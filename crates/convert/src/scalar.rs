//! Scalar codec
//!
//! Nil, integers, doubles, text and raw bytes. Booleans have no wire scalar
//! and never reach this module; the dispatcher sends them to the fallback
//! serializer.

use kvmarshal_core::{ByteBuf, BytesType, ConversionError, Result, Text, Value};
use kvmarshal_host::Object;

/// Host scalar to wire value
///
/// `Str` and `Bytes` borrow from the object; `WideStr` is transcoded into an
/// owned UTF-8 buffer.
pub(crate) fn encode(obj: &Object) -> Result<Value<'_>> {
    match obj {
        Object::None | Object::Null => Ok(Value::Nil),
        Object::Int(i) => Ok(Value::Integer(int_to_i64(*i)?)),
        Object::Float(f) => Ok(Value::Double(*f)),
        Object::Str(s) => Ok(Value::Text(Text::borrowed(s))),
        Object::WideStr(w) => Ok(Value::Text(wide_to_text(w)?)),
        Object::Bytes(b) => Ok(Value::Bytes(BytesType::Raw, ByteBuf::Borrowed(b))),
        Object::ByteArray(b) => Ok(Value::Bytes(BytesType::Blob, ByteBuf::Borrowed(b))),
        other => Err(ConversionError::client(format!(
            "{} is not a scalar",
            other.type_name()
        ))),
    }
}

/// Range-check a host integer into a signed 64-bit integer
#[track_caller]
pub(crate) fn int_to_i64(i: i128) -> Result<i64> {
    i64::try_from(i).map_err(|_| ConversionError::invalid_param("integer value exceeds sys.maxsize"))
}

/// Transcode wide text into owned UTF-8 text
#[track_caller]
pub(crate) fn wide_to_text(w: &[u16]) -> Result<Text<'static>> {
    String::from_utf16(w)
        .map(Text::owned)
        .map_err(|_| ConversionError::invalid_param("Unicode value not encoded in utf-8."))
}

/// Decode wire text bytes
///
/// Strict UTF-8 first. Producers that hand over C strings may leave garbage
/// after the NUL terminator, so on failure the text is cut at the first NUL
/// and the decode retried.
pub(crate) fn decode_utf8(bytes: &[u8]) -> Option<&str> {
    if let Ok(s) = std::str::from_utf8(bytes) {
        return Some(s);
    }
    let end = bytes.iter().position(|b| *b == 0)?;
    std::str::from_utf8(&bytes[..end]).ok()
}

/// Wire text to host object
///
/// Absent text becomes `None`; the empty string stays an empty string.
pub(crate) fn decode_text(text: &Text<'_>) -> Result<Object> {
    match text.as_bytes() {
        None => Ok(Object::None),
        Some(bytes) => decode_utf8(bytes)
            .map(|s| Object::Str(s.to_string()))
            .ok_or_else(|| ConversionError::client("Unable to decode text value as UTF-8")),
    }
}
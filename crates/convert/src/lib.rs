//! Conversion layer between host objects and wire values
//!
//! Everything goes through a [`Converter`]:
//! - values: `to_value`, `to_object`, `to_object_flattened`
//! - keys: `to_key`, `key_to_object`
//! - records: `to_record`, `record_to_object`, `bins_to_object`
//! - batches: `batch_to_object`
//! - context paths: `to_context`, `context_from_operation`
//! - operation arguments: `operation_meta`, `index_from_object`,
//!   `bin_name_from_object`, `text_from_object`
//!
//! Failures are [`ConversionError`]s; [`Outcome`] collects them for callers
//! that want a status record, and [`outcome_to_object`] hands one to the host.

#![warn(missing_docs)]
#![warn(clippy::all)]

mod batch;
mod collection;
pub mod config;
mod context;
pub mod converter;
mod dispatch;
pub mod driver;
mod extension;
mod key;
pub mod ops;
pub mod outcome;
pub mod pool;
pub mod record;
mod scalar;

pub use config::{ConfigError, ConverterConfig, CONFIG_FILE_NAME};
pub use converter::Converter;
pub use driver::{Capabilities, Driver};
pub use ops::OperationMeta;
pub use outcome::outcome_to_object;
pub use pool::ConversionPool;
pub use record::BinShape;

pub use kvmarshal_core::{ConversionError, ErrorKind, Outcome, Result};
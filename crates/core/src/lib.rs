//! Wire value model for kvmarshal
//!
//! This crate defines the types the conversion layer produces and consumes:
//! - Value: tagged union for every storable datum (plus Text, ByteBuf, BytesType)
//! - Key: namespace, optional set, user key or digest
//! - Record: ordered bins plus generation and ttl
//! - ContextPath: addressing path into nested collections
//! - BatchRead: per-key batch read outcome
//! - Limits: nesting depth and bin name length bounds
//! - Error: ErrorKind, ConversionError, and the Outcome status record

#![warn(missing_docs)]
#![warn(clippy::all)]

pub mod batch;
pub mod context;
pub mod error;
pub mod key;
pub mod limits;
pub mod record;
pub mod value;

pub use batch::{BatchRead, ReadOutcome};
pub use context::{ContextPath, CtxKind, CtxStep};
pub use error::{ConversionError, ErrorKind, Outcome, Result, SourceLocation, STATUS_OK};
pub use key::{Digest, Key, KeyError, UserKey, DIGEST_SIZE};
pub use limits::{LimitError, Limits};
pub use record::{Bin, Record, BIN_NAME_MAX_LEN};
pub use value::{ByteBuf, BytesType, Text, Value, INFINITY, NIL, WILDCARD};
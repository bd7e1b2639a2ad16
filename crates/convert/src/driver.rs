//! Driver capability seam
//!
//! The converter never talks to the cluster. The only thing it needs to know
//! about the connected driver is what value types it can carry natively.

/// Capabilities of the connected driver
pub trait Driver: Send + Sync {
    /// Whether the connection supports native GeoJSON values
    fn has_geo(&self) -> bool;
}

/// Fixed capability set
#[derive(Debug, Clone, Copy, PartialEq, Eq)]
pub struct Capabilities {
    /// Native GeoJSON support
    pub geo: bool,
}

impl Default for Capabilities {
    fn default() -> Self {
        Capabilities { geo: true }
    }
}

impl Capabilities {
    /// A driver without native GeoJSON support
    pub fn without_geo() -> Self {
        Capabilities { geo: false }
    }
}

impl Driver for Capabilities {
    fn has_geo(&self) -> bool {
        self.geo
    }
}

...

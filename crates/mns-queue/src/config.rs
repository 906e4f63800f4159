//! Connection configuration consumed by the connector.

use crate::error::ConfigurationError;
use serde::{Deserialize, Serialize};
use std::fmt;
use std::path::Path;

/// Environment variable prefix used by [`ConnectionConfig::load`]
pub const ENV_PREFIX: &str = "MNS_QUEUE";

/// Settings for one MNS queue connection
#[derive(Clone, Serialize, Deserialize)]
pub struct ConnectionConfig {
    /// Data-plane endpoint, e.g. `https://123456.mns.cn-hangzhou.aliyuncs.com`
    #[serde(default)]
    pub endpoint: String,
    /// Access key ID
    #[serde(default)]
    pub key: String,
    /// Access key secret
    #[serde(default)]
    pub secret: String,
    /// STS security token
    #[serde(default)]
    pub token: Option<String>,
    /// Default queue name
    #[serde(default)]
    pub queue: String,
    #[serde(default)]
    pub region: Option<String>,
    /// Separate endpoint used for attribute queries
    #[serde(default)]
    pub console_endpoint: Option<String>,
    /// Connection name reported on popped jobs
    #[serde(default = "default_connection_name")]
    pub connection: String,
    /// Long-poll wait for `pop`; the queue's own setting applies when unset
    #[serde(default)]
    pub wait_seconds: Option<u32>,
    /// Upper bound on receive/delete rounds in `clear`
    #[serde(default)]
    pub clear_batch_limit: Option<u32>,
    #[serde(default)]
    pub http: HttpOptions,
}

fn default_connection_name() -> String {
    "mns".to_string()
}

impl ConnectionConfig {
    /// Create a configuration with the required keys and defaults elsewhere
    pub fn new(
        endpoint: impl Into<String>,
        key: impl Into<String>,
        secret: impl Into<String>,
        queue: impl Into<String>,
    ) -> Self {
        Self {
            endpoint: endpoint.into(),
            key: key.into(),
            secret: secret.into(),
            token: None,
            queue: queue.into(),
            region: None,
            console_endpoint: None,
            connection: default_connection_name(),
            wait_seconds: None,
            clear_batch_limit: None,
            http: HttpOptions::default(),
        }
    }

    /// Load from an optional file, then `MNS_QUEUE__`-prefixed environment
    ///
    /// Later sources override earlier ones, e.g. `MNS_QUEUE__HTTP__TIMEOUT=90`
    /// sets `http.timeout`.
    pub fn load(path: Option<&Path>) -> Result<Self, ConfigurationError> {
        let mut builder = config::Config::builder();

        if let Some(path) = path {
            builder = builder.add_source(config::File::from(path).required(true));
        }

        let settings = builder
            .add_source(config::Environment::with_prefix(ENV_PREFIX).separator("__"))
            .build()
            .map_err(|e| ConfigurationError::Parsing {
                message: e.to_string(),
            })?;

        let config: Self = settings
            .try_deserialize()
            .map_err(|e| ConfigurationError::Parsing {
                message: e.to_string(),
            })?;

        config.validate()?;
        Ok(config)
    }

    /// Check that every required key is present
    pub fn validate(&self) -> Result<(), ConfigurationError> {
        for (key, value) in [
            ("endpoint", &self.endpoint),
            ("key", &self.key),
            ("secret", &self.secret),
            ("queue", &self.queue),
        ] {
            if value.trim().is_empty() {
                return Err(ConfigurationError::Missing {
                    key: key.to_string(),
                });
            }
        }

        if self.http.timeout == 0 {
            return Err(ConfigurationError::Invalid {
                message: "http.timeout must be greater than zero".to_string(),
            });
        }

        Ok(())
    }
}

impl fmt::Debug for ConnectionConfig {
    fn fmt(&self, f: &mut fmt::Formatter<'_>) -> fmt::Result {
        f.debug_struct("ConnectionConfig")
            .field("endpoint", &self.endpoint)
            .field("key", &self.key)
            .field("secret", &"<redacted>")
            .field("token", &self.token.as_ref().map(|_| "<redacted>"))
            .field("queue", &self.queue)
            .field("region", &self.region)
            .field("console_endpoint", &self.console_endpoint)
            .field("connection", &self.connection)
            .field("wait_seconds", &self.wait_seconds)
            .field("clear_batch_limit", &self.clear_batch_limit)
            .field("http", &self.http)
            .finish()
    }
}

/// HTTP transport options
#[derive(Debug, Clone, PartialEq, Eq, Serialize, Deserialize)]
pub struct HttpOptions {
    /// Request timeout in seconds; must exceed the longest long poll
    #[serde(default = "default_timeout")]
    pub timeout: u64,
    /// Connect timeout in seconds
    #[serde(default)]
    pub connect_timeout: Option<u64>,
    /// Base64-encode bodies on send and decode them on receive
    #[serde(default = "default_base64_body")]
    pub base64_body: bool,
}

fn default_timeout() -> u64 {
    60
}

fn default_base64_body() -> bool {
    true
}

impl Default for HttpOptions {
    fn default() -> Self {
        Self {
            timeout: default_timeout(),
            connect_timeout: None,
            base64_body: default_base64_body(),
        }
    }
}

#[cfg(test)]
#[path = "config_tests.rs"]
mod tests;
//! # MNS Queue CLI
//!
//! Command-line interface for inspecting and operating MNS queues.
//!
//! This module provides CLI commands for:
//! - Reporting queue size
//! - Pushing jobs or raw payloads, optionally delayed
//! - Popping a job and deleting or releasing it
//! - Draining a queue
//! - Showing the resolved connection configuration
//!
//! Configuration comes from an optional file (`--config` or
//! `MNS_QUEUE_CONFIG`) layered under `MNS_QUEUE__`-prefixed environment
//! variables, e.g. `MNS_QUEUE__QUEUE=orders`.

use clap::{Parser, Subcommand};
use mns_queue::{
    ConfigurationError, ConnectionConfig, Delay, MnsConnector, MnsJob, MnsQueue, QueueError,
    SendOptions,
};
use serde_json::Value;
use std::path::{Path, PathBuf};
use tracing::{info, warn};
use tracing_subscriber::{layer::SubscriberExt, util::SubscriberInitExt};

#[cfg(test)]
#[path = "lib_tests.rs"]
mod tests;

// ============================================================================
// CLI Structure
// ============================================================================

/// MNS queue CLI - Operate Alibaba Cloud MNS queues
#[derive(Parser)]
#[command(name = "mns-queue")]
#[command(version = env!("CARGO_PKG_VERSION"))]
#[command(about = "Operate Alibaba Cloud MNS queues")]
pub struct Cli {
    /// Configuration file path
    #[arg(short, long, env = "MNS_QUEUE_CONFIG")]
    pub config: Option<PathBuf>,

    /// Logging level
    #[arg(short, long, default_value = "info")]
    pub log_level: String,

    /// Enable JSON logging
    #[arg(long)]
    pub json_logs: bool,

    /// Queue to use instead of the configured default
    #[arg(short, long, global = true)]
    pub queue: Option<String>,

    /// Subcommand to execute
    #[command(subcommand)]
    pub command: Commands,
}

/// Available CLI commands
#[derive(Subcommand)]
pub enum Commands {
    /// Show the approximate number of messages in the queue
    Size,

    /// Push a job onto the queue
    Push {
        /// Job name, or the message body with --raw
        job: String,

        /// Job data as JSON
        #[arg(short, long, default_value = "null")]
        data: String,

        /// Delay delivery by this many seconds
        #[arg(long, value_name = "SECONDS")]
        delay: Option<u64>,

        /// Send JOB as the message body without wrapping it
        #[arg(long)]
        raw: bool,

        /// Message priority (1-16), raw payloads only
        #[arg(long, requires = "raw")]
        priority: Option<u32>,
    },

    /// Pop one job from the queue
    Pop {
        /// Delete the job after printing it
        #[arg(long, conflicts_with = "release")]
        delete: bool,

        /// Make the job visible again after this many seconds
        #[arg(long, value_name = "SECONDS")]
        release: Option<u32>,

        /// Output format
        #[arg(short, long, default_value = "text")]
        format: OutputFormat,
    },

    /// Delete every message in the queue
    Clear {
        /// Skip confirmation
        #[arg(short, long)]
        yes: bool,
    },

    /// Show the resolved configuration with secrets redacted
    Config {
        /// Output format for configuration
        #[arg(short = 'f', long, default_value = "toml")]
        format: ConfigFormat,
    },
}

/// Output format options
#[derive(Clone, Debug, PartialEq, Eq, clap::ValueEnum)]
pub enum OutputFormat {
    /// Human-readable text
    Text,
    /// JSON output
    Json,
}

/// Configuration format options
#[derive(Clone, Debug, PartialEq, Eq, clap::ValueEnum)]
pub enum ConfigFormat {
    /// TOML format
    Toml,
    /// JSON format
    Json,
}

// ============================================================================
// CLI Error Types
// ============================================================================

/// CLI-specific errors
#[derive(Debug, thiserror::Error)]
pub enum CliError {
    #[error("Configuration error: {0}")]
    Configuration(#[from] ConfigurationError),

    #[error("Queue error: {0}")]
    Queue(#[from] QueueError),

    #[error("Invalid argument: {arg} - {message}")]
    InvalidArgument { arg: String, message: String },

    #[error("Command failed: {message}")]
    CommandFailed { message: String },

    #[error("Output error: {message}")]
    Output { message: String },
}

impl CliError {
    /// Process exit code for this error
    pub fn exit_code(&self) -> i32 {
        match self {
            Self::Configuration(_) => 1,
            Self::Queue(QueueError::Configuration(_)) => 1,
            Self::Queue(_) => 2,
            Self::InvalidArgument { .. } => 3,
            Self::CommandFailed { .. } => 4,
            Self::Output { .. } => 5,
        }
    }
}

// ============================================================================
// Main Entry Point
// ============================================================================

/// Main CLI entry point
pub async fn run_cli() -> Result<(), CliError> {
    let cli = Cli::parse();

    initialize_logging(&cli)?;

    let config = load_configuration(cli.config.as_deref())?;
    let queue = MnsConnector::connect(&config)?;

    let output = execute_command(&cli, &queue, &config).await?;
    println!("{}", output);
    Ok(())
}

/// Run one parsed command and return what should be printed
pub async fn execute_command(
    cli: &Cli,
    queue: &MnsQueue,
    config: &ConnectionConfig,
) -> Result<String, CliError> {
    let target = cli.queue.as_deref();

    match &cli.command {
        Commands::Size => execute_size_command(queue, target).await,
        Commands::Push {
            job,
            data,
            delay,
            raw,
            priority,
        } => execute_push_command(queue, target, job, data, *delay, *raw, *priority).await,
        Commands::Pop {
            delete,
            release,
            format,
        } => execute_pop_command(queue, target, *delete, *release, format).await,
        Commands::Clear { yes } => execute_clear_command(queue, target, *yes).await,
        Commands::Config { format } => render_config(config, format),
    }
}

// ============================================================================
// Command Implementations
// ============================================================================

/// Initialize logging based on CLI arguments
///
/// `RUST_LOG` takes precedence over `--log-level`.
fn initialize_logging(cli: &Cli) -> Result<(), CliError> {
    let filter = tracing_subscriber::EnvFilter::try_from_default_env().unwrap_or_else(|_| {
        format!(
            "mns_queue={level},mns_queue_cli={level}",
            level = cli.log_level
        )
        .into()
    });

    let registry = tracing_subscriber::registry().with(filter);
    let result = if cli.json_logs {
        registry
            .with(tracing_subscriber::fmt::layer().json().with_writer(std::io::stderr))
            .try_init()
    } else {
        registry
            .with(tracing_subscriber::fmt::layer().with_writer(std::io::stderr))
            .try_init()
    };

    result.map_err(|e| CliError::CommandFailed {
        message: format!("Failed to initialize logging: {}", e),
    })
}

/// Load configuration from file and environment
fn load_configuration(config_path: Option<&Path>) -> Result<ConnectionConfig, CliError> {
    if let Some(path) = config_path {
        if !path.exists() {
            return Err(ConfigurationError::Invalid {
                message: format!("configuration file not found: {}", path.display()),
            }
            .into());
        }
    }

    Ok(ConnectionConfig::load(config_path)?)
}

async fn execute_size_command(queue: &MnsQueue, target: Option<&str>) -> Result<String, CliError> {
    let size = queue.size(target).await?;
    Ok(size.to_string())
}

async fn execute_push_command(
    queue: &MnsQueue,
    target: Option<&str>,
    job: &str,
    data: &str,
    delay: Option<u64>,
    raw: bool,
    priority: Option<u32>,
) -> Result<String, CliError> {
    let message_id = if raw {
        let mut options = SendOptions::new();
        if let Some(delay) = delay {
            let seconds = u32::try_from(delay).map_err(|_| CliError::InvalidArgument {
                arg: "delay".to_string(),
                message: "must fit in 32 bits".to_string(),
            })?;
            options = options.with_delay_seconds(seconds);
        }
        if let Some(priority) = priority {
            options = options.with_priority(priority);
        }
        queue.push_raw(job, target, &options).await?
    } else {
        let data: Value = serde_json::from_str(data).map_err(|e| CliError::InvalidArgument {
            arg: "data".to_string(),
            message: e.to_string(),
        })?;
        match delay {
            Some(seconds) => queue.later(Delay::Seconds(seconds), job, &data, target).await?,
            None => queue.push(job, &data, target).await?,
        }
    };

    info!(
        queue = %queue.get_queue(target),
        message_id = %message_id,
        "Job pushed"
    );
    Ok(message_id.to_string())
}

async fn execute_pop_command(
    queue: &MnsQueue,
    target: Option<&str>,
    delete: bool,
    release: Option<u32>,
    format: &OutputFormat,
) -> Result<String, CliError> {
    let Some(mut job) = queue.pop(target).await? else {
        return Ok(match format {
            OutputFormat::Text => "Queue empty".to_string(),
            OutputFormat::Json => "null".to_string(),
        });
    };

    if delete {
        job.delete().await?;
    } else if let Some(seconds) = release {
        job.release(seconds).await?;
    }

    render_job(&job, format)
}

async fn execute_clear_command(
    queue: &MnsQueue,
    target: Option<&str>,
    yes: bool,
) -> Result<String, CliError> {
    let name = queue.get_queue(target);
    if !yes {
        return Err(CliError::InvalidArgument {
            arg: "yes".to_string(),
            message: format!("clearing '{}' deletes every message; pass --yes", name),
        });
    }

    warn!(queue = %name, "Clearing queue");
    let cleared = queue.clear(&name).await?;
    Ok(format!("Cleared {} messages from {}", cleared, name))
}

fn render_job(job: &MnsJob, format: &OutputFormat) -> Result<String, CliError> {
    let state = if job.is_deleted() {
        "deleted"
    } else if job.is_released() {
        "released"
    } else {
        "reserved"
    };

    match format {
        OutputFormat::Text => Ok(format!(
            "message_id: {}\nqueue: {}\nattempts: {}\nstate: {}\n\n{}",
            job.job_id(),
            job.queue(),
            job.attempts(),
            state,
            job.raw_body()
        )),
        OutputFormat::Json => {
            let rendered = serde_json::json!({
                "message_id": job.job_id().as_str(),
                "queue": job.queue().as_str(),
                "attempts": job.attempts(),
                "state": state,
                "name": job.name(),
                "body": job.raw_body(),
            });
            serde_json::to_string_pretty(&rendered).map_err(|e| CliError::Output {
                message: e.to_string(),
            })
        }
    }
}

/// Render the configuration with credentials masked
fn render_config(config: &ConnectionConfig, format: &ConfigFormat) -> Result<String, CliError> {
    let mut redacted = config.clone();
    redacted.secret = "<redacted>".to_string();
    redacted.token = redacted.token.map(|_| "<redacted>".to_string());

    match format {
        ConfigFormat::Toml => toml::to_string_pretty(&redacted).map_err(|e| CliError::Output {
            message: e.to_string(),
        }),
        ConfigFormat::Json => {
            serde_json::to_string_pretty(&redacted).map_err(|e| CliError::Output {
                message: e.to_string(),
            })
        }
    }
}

*Work item*:
What is needed is a verbatim copy of every line in the records above from the one containing "raw payloads only" down to the one containing "after this many seconds", both included, and nothing more.

*Answer below*:
        /// Message priority (1-16), raw payloads only
        #[arg(long, requires = "raw")]
        priority: Option<u32>,
    },

    /// Pop one job from the queue
    Pop {
        /// Delete the job after printing it
        #[arg(long, conflicts_with = "release")]
        delete: bool,

        /// Make the job visible again after this many seconds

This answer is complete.